** RECORDS FOR THE EXERCISE follows **

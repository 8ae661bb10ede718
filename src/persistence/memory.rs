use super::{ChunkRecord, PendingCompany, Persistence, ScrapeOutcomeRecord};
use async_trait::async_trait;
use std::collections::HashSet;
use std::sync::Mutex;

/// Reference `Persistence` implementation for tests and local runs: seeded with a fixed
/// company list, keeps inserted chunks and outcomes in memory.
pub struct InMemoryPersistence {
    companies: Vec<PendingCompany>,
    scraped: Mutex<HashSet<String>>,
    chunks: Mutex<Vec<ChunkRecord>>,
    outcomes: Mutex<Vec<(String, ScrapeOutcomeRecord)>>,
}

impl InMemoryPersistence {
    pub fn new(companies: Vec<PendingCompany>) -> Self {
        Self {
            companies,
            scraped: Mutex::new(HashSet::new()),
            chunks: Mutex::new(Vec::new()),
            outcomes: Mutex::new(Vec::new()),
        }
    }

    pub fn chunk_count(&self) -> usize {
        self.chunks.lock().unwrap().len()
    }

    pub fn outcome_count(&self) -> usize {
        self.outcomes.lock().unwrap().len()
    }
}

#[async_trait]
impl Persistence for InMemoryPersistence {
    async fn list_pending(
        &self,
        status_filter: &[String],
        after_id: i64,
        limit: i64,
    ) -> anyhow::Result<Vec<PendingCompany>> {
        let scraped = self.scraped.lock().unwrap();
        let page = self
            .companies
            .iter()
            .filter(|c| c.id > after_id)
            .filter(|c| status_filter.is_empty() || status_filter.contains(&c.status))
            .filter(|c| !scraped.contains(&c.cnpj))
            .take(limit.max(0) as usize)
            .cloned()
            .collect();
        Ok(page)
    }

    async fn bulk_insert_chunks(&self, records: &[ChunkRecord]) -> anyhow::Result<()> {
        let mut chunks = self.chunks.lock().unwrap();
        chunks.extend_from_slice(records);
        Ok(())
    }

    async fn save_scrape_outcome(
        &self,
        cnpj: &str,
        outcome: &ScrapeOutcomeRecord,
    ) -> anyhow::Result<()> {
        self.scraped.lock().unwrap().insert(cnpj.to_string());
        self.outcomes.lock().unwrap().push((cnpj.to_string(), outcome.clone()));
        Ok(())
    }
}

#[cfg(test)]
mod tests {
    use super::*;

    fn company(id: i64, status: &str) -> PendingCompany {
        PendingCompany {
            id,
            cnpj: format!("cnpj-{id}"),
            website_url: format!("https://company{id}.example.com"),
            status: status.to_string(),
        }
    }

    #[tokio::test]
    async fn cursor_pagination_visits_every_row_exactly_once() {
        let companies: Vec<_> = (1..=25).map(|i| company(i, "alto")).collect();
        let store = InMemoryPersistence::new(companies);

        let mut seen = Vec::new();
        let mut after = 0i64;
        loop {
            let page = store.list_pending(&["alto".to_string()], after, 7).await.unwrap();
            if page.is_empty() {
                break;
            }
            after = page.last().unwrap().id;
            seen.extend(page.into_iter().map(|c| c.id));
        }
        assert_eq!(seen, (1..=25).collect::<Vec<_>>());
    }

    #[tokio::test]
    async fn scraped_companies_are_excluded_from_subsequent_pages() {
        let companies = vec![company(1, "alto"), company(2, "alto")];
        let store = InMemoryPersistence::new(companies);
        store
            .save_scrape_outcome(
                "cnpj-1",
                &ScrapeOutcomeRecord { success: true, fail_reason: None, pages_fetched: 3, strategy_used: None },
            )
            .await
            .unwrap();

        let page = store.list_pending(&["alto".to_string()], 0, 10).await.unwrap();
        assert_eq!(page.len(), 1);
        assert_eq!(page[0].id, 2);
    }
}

** End of RECORDS FOR THE EXERCISE **

▶ **BRIEF**:
Every entry above needs to be quoted exactly.

▶ **YOUR RESPONSE**:
repository 8ae661bb10ede718
filename src/persistence/memory.rs
use super::{ChunkRecord, PendingCompany, Persistence, ScrapeOutcomeRecord};
use async_trait::async_trait;
use std::collections::HashSet;
use std::sync::Mutex;

/// Reference `Persistence` implementation for tests and local runs: seeded with a fixed
/// company list, keeps inserted chunks and outcomes in memory.
pub struct InMemoryPersistence {
    companies: Vec<PendingCompany>,
    scraped: Mutex<HashSet<String>>,
    chunks: Mutex<Vec<ChunkRecord>>,
    outcomes: Mutex<Vec<(String, ScrapeOutcomeRecord)>>,
}

impl InMemoryPersistence {
    pub fn new(companies: Vec<PendingCompany>) -> Self {
        Self {
            companies,
            scraped: Mutex::new(HashSet::new()),
            chunks: Mutex::new(Vec::new()),
            outcomes: Mutex::new(Vec::new()),
        }
    }

    pub fn chunk_count(&self) -> usize {
        self.chunks.lock().unwrap().len()
    }

    pub fn outcome_count(&self) -> usize {
        self.outcomes.lock().unwrap().len()
    }
}

#[async_trait]
impl Persistence for InMemoryPersistence {
    async fn list_pending(
        &self,
        status_filter: &[String],
        after_id: i64,
        limit: i64,
    ) -> anyhow::Result<Vec<PendingCompany>> {
        let scraped = self.scraped.lock().unwrap();
        let page = self
            .companies
            .iter()
            .filter(|c| c.id > after_id)
            .filter(|c| status_filter.is_empty() || status_filter.contains(&c.status))
            .filter(|c| !scraped.contains(&c.cnpj))
            .take(limit.max(0) as usize)
            .cloned()
            .collect();
        Ok(page)
    }

    async fn bulk_insert_chunks(&self, records: &[ChunkRecord]) -> anyhow::Result<()> {
        let mut chunks = self.chunks.lock().unwrap();
        chunks.extend_from_slice(records);
        Ok(())
    }

    async fn save_scrape_outcome(
        &self,
        cnpj: &str,
        outcome: &ScrapeOutcomeRecord,
    ) -> anyhow::Result<()> {
        self.scraped.lock().unwrap().insert(cnpj.to_string());
        self.outcomes.lock().unwrap().push((cnpj.to_string(), outcome.clone()));
        Ok(())
    }
}

#[cfg(test)]
mod tests {
    use super::*;

    fn company(id: i64, status: &str) -> PendingCompany {
        PendingCompany {
            id,
            cnpj: format!("cnpj-{id}"),
            website_url: format!("https://company{id}.example.com"),
            status: status.to_string(),
        }
    }

    #[tokio::test]
    async fn cursor_pagination_visits_every_row_exactly_once() {
        let companies: Vec<_> = (1..=25).map(|i| company(i, "alto")).collect();
        let store = InMemoryPersistence::new(companies);

        let mut seen = Vec::new();
        let mut after = 0i64;
        loop {
            let page = store.list_pending(&["alto".to_string()], after, 7).await.unwrap();
            if page.is_empty() {
                break;
            }
            after = page.last().unwrap().id;
            seen.extend(page.into_iter().map(|c| c.id));
        }
        assert_eq!(seen, (1..=25).collect::<Vec<_>>());
    }

    #[tokio::test]
    async fn scraped_companies_are_excluded_from_subsequent_pages() {
        let companies = vec![company(1, "alto"), company(2, "alto")];
        let store = InMemoryPersistence::new(companies);
        store
            .save_scrape_outcome(
                "cnpj-1",
                &ScrapeOutcomeRecord { success: true, fail_reason: None, pages_fetched: 3, strategy_used: None },
            )
            .await
            .unwrap();

        let page = store.list_pending(&["alto".to_string()], 0, 10).await.unwrap();
        assert_eq!(page.len(), 1);
        assert_eq!(page[0].id, 2);
    }
}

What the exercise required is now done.